When the lights are switched on again, we are faced with four characters, each of them peculiar in their own right. They seem to be working in a perfume company, and take us through the ordinary odyssee of a business man or woman’s life: the secretary’s seductive advances towards her boss, the boss’ sleazy dispatch of the job applicant, the dreams and hopes of an employee in the lower third of the hierarchy all look familiar.

Then there’s another layer: the four stylised characters have, strangely enough, animal names, and as it dawns on the spectator after a while, the characters operating in the human structure of the company office are in fact animals that have survived the big Flood in the safety of the Arch, and have now gone on to normal life and work again.

The experience has been traumatizing for all of them, though, as they vividly manifest during various ‘meditative therapy’ sessions.

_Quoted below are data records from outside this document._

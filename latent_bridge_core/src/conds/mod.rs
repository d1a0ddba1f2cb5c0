//! Conditioning batch generation.
//!
//! Turns an ordered stream of prompt chunks into one embedding-and-mask
//! result per chunk, lazily and in input order. The embedding function is the
//! only collaborator; any failure it reports is yielded to the caller
//! unchanged.

use candle_core::{Result, Tensor};

mod clip;

pub use clip::{ClipActivation, ClipConfig, ClipEmbedder, ClipTextTransformer};

/// A text embedding together with its attention mask.
///
/// `embedding` is `(batch, seq, hidden)`, `mask` is `(batch, seq)` with ones
/// over real tokens and zeros over padding. Both are opaque to this layer.
#[derive(Debug, Clone)]
pub struct EmbeddingAndMask {
    pub embedding: Tensor,
    pub mask: Tensor,
}

/// Wraps an embedding function and drives it over pre-chunked prompts.
///
/// The batcher holds no state besides the function itself: chunks are neither
/// reordered, merged nor skipped, and nothing is embedded until the returned
/// iterator is advanced.
pub struct CondBatcher<F> {
    make_conds: F,
}

impl<F> CondBatcher<F>
where
    F: FnMut(&[String]) -> Result<EmbeddingAndMask>,
{
    pub fn new(make_conds: F) -> Self {
        Self { make_conds }
    }

    /// Lazily produce one [`EmbeddingAndMask`] per chunk, preserving order.
    pub fn generate<I>(self, chunks: I) -> CondBatches<F, I::IntoIter>
    where
        I: IntoIterator<Item = Vec<String>>,
    {
        CondBatches {
            make_conds: self.make_conds,
            chunks: chunks.into_iter(),
        }
    }
}

/// Iterator returned by [`CondBatcher::generate`].
pub struct CondBatches<F, I> {
    make_conds: F,
    chunks: I,
}

impl<F, I> Iterator for CondBatches<F, I>
where
    F: FnMut(&[String]) -> Result<EmbeddingAndMask>,
    I: Iterator<Item = Vec<String>>,
{
    type Item = Result<EmbeddingAndMask>;

    fn next(&mut self) -> Option<Self::Item> {
        let chunk = self.chunks.next()?;
        Some((self.make_conds)(&chunk))
    }

    fn size_hint(&self) -> (usize, Option<usize>) {
        self.chunks.size_hint()
    }
}

#[cfg(test)]
mod tests {
    use std::cell::Cell;

    use candle_core::{DType, Device, Tensor};

    use super::{CondBatcher, EmbeddingAndMask};

    fn fake_conds(tag: f32, len: usize) -> candle_core::Result<EmbeddingAndMask> {
        let device = Device::Cpu;
        Ok(EmbeddingAndMask {
            embedding: Tensor::full(tag, (len, 3, 4), &device)?,
            mask: Tensor::ones((len, 3), DType::U32, &device)?,
        })
    }

    #[test]
    fn preserves_chunk_order() -> anyhow::Result<()> {
        let chunks = vec![
            vec!["a".to_string(), "b".to_string()],
            vec!["c".to_string()],
            vec!["d".to_string(), "e".to_string(), "f".to_string()],
        ];
        let batcher = CondBatcher::new(|prompts: &[String]| {
            fake_conds(prompts.len() as f32, prompts.len())
        });
        let sizes = batcher
            .generate(chunks)
            .map(|r| Ok(r?.embedding.dim(0)?))
            .collect::<anyhow::Result<Vec<_>>>()?;
        assert_eq!(sizes, vec![2, 1, 3]);
        Ok(())
    }

    #[test]
    fn invokes_embed_once_per_chunk() -> anyhow::Result<()> {
        let calls = Cell::new(0usize);
        let chunks = vec![vec!["a".to_string()], vec!["b".to_string()]];
        let batcher = CondBatcher::new(|prompts: &[String]| {
            calls.set(calls.get() + 1);
            fake_conds(0., prompts.len())
        });
        let produced = batcher.generate(chunks).count();
        assert_eq!(produced, 2);
        assert_eq!(calls.get(), 2);
        Ok(())
    }

    #[test]
    fn is_lazy() {
        let calls = Cell::new(0usize);
        let chunks = vec![vec!["a".to_string()], vec!["b".to_string()]];
        let batcher = CondBatcher::new(|prompts: &[String]| {
            calls.set(calls.get() + 1);
            fake_conds(0., prompts.len())
        });
        let mut batches = batcher.generate(chunks);
        assert_eq!(calls.get(), 0);
        let _ = batches.next();
        assert_eq!(calls.get(), 1);
    }

    #[test]
    fn propagates_embed_errors() {
        let chunks = vec![vec!["a".to_string()], vec!["boom".to_string()]];
        let batcher = CondBatcher::new(|prompts: &[String]| {
            if prompts[0] == "boom" {
                candle_core::bail!("embed failed")
            }
            fake_conds(0., prompts.len())
        });
        let results = batcher.generate(chunks).collect::<Vec<_>>();
        assert!(results[0].is_ok());
        assert!(results[1].is_err());
    }
}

As the secretary and ‘Peacock’, played by Philly Howarth, bursts out in tears declaring that make-up is her ‘real, unimaginery problem’, or as Samuel Elliott, acting exceptionally well as Lama a.k.a. unconfident job applicant, dreams of being a Zebra, or as Becky Hancock as the Hedgehog/employee feels unloved and all prickly, or, finally, as Aidan Robinson as the boss and Badger has a coming out when he confesses really being a skunk, it is clear that these guys know their acting.  

There were slips of the tongue, there was nervousness, but they may be blamed on the frequent changes to the play throughout its preparation (there have even been modifications a couple of hours before the staging of the play). There was the fragmentary, rather confusing structure of the play (a sequence of scenes interrupted by darkness and guitar playing), there was a jigsaw of issues tackled (such as identity and the professional world), but it’s not like they didn’t warn us from the start by calling their piece A Structured Panic. Splendid acting, engaging humour, and a variety of day-to-day aches and pains, but to come back to my initial advice: not to be taken too seriously.